Plus I do folding at home so its on almost 24/7
 
we have a custom rig for repairing RROD in our basement, we also repair PS3 this way also ... basically we built a plastic mounting "clamp" to hold the motherboard and use the heat gun to re-flow the problem area, works great with the custom program running to add or reduce temps over serial cable :D
 
I'm actually considering getting into game system repairs and motherboard repairs. I think it could bring in a lot of extra money.
 
Hi

I have a console repair "arm", it's away from the normal business (PC side) but with 3 kids at school here in France, it didn't take long for the word to get round about my console services. Xbox 360 RROD, PS3 YLOD, bricked PSPs. I started getting a site up but to be honest all the work has come in through local people and referrals. Now I wouldn't say its enough to retire on, but every time I get a job in, it's straight into the "do you know about my computer support service". there are many sites that sell all the main components required for console repair (I use divineo but I think they are france only). Everything from laser/drive replacements, screen replacements and modding parts.
 
AFAIK the YLOD (PS3) and RROD (XBOX360) are generally due to the GPU or CPU overheating and causing the solder BGA to come away from the chip/board. Reflowing the relevant solder BGA is normally the fix for these faults. (don't you just love TLA's :) )

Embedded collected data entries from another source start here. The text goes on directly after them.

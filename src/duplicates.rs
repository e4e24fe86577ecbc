//! # Duplicate detection
//!
//! Find observations of one object that were reported more than once, typically
//! under different submission identifiers.
//!
//! ## Algorithm
//! -----------------
//! 1. Sort the object's observations by `(obstime, obs_id)` and partition them by
//!    submission identifier.
//! 2. For every pair of distinct submissions (each unordered pair once, in
//!    submission order), window the partner submission around each observation
//!    and evaluate the joint tolerance with the cross-match
//!    [`matcher`](crate::crossmatch::matcher). Pairs sharing the same
//!    observation identifier are skipped.
//! 3. Qualifying pairs become edges of a union-find forest (path halving, the
//!    smaller root wins). Every component with two or more members is one
//!    [`DuplicateGroup`].
//!
//! Groups are connected components, so membership is symmetric and transitive:
//! if `A ~ B` and `B ~ C` then `A`, `B` and `C` share a group even when `A` and
//! `C` are out of tolerance. Such a group can hold two rows of the same
//! submission, joined through a third one.
use itertools::Itertools;
use std::cmp::Ordering;
use std::collections::{BTreeMap, BTreeSet};

use crate::{
    crossmatch::{matcher::evaluate, Tolerance},
    observations::{
        compare_observation_ids,
        observation_set::{time_window, ObservationSet},
        Observation,
    },
};

/// A set of observations that record the same detection event.
#[derive(Debug, Clone, PartialEq)]
pub struct DuplicateGroup {
    canonical: Observation,
    duplicates: Vec<Observation>,
}

impl DuplicateGroup {
    /// The row kept as the reference for the group: the earliest created one
    /// (rows without a creation time come last), then the earliest observed,
    /// then the smallest identifier.
    pub fn canonical(&self) -> &Observation {
        &self.canonical
    }

    /// The other members, sorted by `(obstime, obs_id)`.
    pub fn duplicates(&self) -> &[Observation] {
        &self.duplicates
    }

    /// All members, canonical first.
    pub fn members(&self) -> impl Iterator<Item = &Observation> {
        std::iter::once(&self.canonical).chain(self.duplicates.iter())
    }

    /// Number of members, canonical included (always at least two).
    #[allow(clippy::len_without_is_empty)]
    pub fn len(&self) -> usize {
        1 + self.duplicates.len()
    }

    /// Distinct submission identifiers present in the group.
    pub fn submission_ids(&self) -> BTreeSet<&str> {
        self.members().map(Observation::submission_id).collect()
    }
}

/// Order used to elect the canonical row of a group.
fn canonical_order(a: &Observation, b: &Observation) -> Ordering {
    let created = match (a.created_at(), b.created_at()) {
        (Some(x), Some(y)) => x.cmp(&y),
        (Some(_), None) => Ordering::Less,
        (None, Some(_)) => Ordering::Greater,
        (None, None) => Ordering::Equal,
    };
    created
        .then_with(|| a.obstime().cmp(&b.obstime()))
        .then_with(|| compare_observation_ids(a.obs_id(), b.obs_id()))
}

fn find(parent: &mut [usize], mut x: usize) -> usize {
    while parent[x] != x {
        parent[x] = parent[parent[x]]; // path halving
        x = parent[x];
    }
    x
}

fn union(parent: &mut [usize], a: usize, b: usize) {
    let ra = find(parent, a);
    let rb = find(parent, b);
    if ra != rb {
        parent[ra.max(rb)] = ra.min(rb);
    }
}

/// Detect duplicate observations of a single object.
///
/// Arguments
/// -----------------
/// * `observations`: every observation of the object, in any order
/// * `tolerance`: the joint time / angle tolerance for two rows to be duplicates
///
/// Return
/// ----------
/// * the duplicate groups, sorted by the `(obstime, obs_id)` of their canonical
///   row. Observations without a duplicate are not reported.
///
/// See also
/// ------------
/// * [`crate::crossmatch::cross_match`] – the same windower and matcher against
///   an external reference set.
pub fn find_duplicates(observations: &[Observation], tolerance: &Tolerance) -> Vec<DuplicateGroup> {
    let set = ObservationSet::new(observations.to_vec());
    let rows = set.as_slice();

    // Index lists stay time-sorted because `rows` is.
    let mut by_submission: BTreeMap<&str, Vec<usize>> = BTreeMap::new();
    for (i, obs) in rows.iter().enumerate() {
        by_submission.entry(obs.submission_id()).or_default().push(i);
    }

    let mut parent: Vec<usize> = (0..rows.len()).collect();

    for ((_, left), (_, right)) in by_submission.iter().tuple_combinations() {
        for &i in left {
            let range = time_window(
                right,
                |j: &usize| rows[*j].obstime(),
                rows[i].obstime(),
                tolerance.time_tolerance_seconds(),
            );
            for &j in &right[range] {
                if rows[i].obs_id() == rows[j].obs_id() {
                    continue;
                }
                if evaluate(&rows[i], &rows[j], tolerance).is_some() {
                    union(&mut parent, i, j);
                }
            }
        }
    }

    let mut components: BTreeMap<usize, Vec<usize>> = BTreeMap::new();
    for i in 0..rows.len() {
        let root = find(&mut parent, i);
        components.entry(root).or_default().push(i);
    }

    let mut groups: Vec<DuplicateGroup> = components
        .into_values()
        .filter(|members| members.len() >= 2)
        .filter_map(|members| {
            let canonical_idx = members
                .iter()
                .copied()
                .min_by(|&a, &b| canonical_order(&rows[a], &rows[b]))?;
            let duplicates = members
                .iter()
                .filter(|&&i| i != canonical_idx)
                .map(|&i| rows[i].clone())
                .collect();
            Some(DuplicateGroup {
                canonical: rows[canonical_idx].clone(),
                duplicates,
            })
        })
        .collect();

    groups.sort_by(|a, b| {
        a.canonical
            .obstime()
            .cmp(&b.canonical.obstime())
            .then_with(|| compare_observation_ids(a.canonical.obs_id(), b.canonical.obs_id()))
    });
    groups
}

#[cfg(test)]
mod duplicates_test {
    use super::*;
    use crate::time::{parse_timestamp, shift_seconds};

    fn obs(id: &str, sub: &str, offset_s: f64, ra: f64, dec: f64) -> Observation {
        let t0 = parse_timestamp("2023-01-01T00:00:00").unwrap();
        Observation::builder(id, "2013 RR165", shift_seconds(t0, offset_s), ra, dec)
            .submission_id(sub)
            .build()
            .unwrap()
    }

    fn ids(group: &DuplicateGroup) -> Vec<&str> {
        group.members().map(Observation::obs_id).collect()
    }

    #[test]
    fn test_two_submissions_same_event() {
        let rows = vec![
            obs("1", "sub_a", 0.0, 50.0, 5.0),
            obs("2", "sub_b", 1.0, 50.0, 5.0 + 0.5 / 3600.0),
            obs("3", "sub_b", 900.0, 51.0, 5.0),
        ];

        let groups = find_duplicates(&rows, &Tolerance::default());
        assert_eq!(groups.len(), 1);
        assert_eq!(ids(&groups[0]), ["1", "2"]);
        assert_eq!(
            groups[0].submission_ids().into_iter().collect::<Vec<_>>(),
            ["sub_a", "sub_b"]
        );
    }

    #[test]
    fn test_same_submission_is_not_a_duplicate() {
        let rows = vec![
            obs("1", "sub_a", 0.0, 50.0, 5.0),
            obs("2", "sub_a", 0.0, 50.0, 5.0),
        ];
        assert!(find_duplicates(&rows, &Tolerance::default()).is_empty());
    }

    #[test]
    fn test_identical_ids_are_skipped() {
        let rows = vec![
            obs("7", "sub_a", 0.0, 50.0, 5.0),
            obs("7", "sub_b", 0.0, 50.0, 5.0),
        ];
        assert!(find_duplicates(&rows, &Tolerance::default()).is_empty());
    }

    #[test]
    fn test_transitive_groups() {
        // A ~ B (1.5″), B ~ C (1.5″), A and C are 3″ apart
        let step = 1.5 / 3600.0;
        let rows = vec![
            obs("a", "s1", 0.0, 80.0, 0.0),
            obs("b", "s2", 0.0, 80.0, step),
            obs("c", "s3", 0.0, 80.0, 2.0 * step),
        ];

        let groups = find_duplicates(&rows, &Tolerance::default());
        assert_eq!(groups.len(), 1);
        assert_eq!(groups[0].len(), 3);
    }

    #[test]
    fn test_canonical_prefers_earliest_created() {
        let t0 = parse_timestamp("2023-01-01T00:00:00").unwrap();
        let early = parse_timestamp("2020-05-01T00:00:00").unwrap();
        let late = parse_timestamp("2021-05-01T00:00:00").unwrap();

        let make = |id: &str, sub: &str, created: Option<hifitime::Epoch>| {
            Observation::builder(id, 433u32, t0, 50.0, 5.0)
                .submission_id(sub)
                .created_at(created)
                .build()
                .unwrap()
        };
        let rows = vec![
            make("1", "s1", None),
            make("2", "s2", Some(late)),
            make("3", "s3", Some(early)),
        ];

        let groups = find_duplicates(&rows, &Tolerance::default());
        assert_eq!(groups[0].canonical().obs_id(), "3");
        let dups: Vec<_> = groups[0].duplicates().iter().map(Observation::obs_id).collect();
        assert_eq!(dups, ["1", "2"]);
    }

    #[test]
    fn test_groups_sorted_and_input_order_independent() {
        let rows = vec![
            obs("10", "x", 3600.0, 10.0, 10.0),
            obs("11", "y", 3601.0, 10.0, 10.0),
            obs("20", "x", 0.0, 20.0, 20.0),
            obs("21", "y", 2.0, 20.0, 20.0),
        ];

        let groups = find_duplicates(&rows, &Tolerance::default());
        let canonical: Vec<_> = groups.iter().map(|g| g.canonical().obs_id()).collect();
        assert_eq!(canonical, ["20", "10"]);

        let mut reversed = rows.clone();
        reversed.reverse();
        assert_eq!(find_duplicates(&reversed, &Tolerance::default()), groups);
    }
}
//! # Geometry kernel
//!
//! Angular separation between two sky positions and temporal delta between two
//! timestamps. These are the only two metrics the matcher looks at.
//!
//! ## Conventions
//!
//! - Positions are given in **degrees** (RA in [0, 360), DEC in [-90, 90]) and converted
//!   to radians internally.
//! - Separations are returned in **arcseconds**; the underlying great-circle angle is
//!   always in [0, 180] degrees.
//! - Time deltas are returned in **seconds**, computed from hifitime durations
//!   (nanosecond resolution), so sub-second offsets are never truncated.
//!
//! ## Formula
//!
//! The separation uses the haversine formulation evaluated through `atan2`:
//!
//! ```text
//! h   = sin²(Δδ/2) + cos δ1 · cos δ2 · sin²(Δα/2)
//! sep = 2 · atan2(√h, √(1 − h))
//! ```
//!
//! `Δα` and `Δδ` are taken as absolute differences, which makes the kernel bitwise
//! symmetric (`sep(A, B) == sep(B, A)`), and `sin²(Δα/2)` is periodic in 360°, so two
//! points on either side of RA = 0 are measured the short way around.
use hifitime::Epoch;

use crate::{
    constants::{ArcSec, Degree, Seconds, ARCSEC_PER_DEG, FULL_CIRCLE_DEG},
    time::seconds_to_duration,
};

/// Angular separation between two sky positions.
///
/// Arguments
/// -----------------
/// * `ra1`, `dec1`: first position (degrees)
/// * `ra2`, `dec2`: second position (degrees)
///
/// Return
/// ----------
/// * The great-circle distance in **arcseconds**
///
/// See also
/// ------------
/// * [`time_delta`] – the temporal counterpart used alongside this metric.
#[inline]
pub fn angular_separation(ra1: Degree, dec1: Degree, ra2: Degree, dec2: Degree) -> ArcSec {
    let dra = (ra1 - ra2).abs().to_radians();
    let ddec = (dec1 - dec2).abs().to_radians();

    let sin_half_ddec = (ddec * 0.5).sin();
    let sin_half_dra = (dra * 0.5).sin();
    let cos_product = dec1.to_radians().cos() * dec2.to_radians().cos();

    let h = (sin_half_ddec * sin_half_ddec + cos_product * sin_half_dra * sin_half_dra)
        .clamp(0.0, 1.0);

    let sep_deg = (2.0 * h.sqrt().atan2((1.0 - h).sqrt())).to_degrees();
    sep_deg.clamp(0.0, 180.0) * ARCSEC_PER_DEG
}

/// Absolute time difference between two timestamps, in seconds.
#[inline]
pub fn time_delta(t1: &Epoch, t2: &Epoch) -> Seconds {
    (*t1 - *t2).abs().to_seconds()
}

/// `true` when `|t1 - t2| <= tolerance`, compared at nanosecond resolution.
///
/// The comparison is done between durations, the same way the windower bounds
/// its search, so a timestamp exactly `tolerance` seconds away qualifies.
#[inline]
pub fn within_time_tolerance(t1: &Epoch, t2: &Epoch, tolerance: Seconds) -> bool {
    (*t1 - *t2).abs() <= seconds_to_duration(tolerance)
}

/// Wrap a right ascension into [0, 360).
#[inline]
pub fn normalize_ra(ra: Degree) -> Degree {
    let wrapped = ra.rem_euclid(FULL_CIRCLE_DEG);
    // rem_euclid can round up to exactly 360 for tiny negative inputs
    if wrapped >= FULL_CIRCLE_DEG {
        0.0
    } else {
        wrapped
    }
}

#[inline]
pub fn arcsec_to_deg(arcsec: ArcSec) -> Degree {
    arcsec / ARCSEC_PER_DEG
}

#[cfg(test)]
mod geometry_test {
    use super::*;
    use crate::time::parse_timestamp;
    use approx::assert_relative_eq;
    use proptest::prelude::*;

    #[test]
    fn test_identical_positions() {
        assert_eq!(angular_separation(123.4, -45.6, 123.4, -45.6), 0.0);
    }

    #[test]
    fn test_wraparound_short_way() {
        let sep = angular_separation(0.5, 0.0, 359.6, 0.0);
        assert_relative_eq!(arcsec_to_deg(sep), 0.9, epsilon = 1e-9);
    }

    #[test]
    fn test_declination_scaling() {
        // 1 degree of RA at dec = 60 is ~0.5 degree on the sky
        let sep = angular_separation(10.0, 60.0, 11.0, 60.0);
        assert_relative_eq!(arcsec_to_deg(sep), 0.4999, epsilon = 1e-3);
    }

    #[test]
    fn test_poles_and_antipodes() {
        assert_relative_eq!(
            arcsec_to_deg(angular_separation(0.0, 90.0, 180.0, -90.0)),
            180.0,
            epsilon = 1e-9
        );
        // Every RA is the same point at the pole
        assert!(angular_separation(10.0, 90.0, 250.0, 90.0) < 1e-6);
    }

    #[test]
    fn test_small_separation_scenario() {
        let sep = angular_separation(123.884679, 19.820047, 123.884700, 19.820050);
        assert!((sep - 0.076).abs() < 0.01, "sep = {sep}");
    }

    #[test]
    fn test_time_delta() {
        let t1 = parse_timestamp("2023-01-01T00:00:00").unwrap();
        let t2 = parse_timestamp("2023-01-01T00:00:05.125").unwrap();
        assert_relative_eq!(time_delta(&t1, &t2), 5.125, epsilon = 1e-9);
        assert_eq!(time_delta(&t1, &t2), time_delta(&t2, &t1));
        assert_eq!(time_delta(&t1, &t1), 0.0);
    }

    #[test]
    fn test_time_tolerance_boundary_is_inclusive() {
        let t0 = parse_timestamp("2023-01-01T00:00:00").unwrap();
        for (offset, tolerance) in [
            ("2023-01-01T00:00:00.300", 0.3),
            ("2023-01-01T00:00:00.700", 0.7),
            ("2023-01-01T00:00:01.001", 1.001),
            ("2023-01-01T00:00:29.900", 29.9),
        ] {
            let t1 = parse_timestamp(offset).unwrap();
            assert!(within_time_tolerance(&t0, &t1, tolerance), "{offset} / {tolerance}");
            assert!(within_time_tolerance(&t1, &t0, tolerance), "{offset} / {tolerance}");
            assert!(!within_time_tolerance(&t0, &t1, tolerance - 1e-6));
        }
        assert!(within_time_tolerance(&t0, &t0, 0.0));
    }

    #[test]
    fn test_normalize_ra() {
        assert_eq!(normalize_ra(360.0), 0.0);
        assert_eq!(normalize_ra(-0.5), 359.5);
        assert_eq!(normalize_ra(720.25), 0.25);
        assert!(normalize_ra(-1e-20) < 360.0);
    }

    proptest! {
        #[test]
        fn prop_separation_is_symmetric(
            ra1 in 0.0f64..360.0, dec1 in -90.0f64..=90.0,
            ra2 in 0.0f64..360.0, dec2 in -90.0f64..=90.0,
        ) {
            prop_assert_eq!(
                angular_separation(ra1, dec1, ra2, dec2),
                angular_separation(ra2, dec2, ra1, dec1)
            );
        }

        #[test]
        fn prop_separation_in_range(
            ra1 in 0.0f64..360.0, dec1 in -90.0f64..=90.0,
            ra2 in 0.0f64..360.0, dec2 in -90.0f64..=90.0,
        ) {
            let sep = angular_separation(ra1, dec1, ra2, dec2);
            prop_assert!((0.0..=180.0 * ARCSEC_PER_DEG).contains(&sep));
        }

        #[test]
        fn prop_ra_shift_by_full_circle_is_invariant(
            ra in 0.0f64..360.0, dec in -89.0f64..89.0, dra in -0.01f64..0.01,
        ) {
            let a = angular_separation(ra, dec, normalize_ra(ra + dra), dec);
            let b = angular_separation(ra, dec, ra + dra, dec);
            prop_assert!((a - b).abs() < 1e-6);
        }
    }
}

Now some thoughts on actually doing this... I've seen 'amateurs' use a hair dryer, a hot air gun, a kitchen oven and a toaster oven all with varying degrees of success, fire, smoke and/or repeat failure rates.

The 'professionals' seem to use commercial reflow ovens to reflow the whole circuit board or infrared BGA rework stations to reflow the specific chips.

From my investigations this professional kit is expensive and unless I really wanted to invest in the right equipment and seriously grow this aspect of the business my feeling is to leave it alone or maybe look at reselling the services of a professional electronics repair facility.
 
AFAIK the YLOD (PS3) and RROD (XBOX360) are generally due to the GPU or CPU overheating and causing the solder BGA to come away from the chip/board. Reflowing the relevant solder BGA is normally the fix for these faults. (don't you just love TLA's :) )

Now some thoughts on actually doing this... I've seen 'amateurs' use a hair dryer, a hot air gun, a kitchen oven and a toaster oven all with varying degrees of success, fire, smoke and/or repeat failure rates.

The 'professionals' seem to use commercial reflow ovens to reflow the whole circuit board or infrared BGA rework stations to reflow the specific chips.

From my investigations this professional kit is expensive and unless I really wanted to invest in the right equipment and seriously grow this aspect of the business my feeling is to leave it alone or maybe look at reselling the services of a professional electronics repair facility.

These are my thoughts too. I don't see me getting a return on the £1000's spend on BGA stations. It sound like even using those automated tools can be hit and miss. Although I might think differently if I was convinced I could repair laptop mobos with it.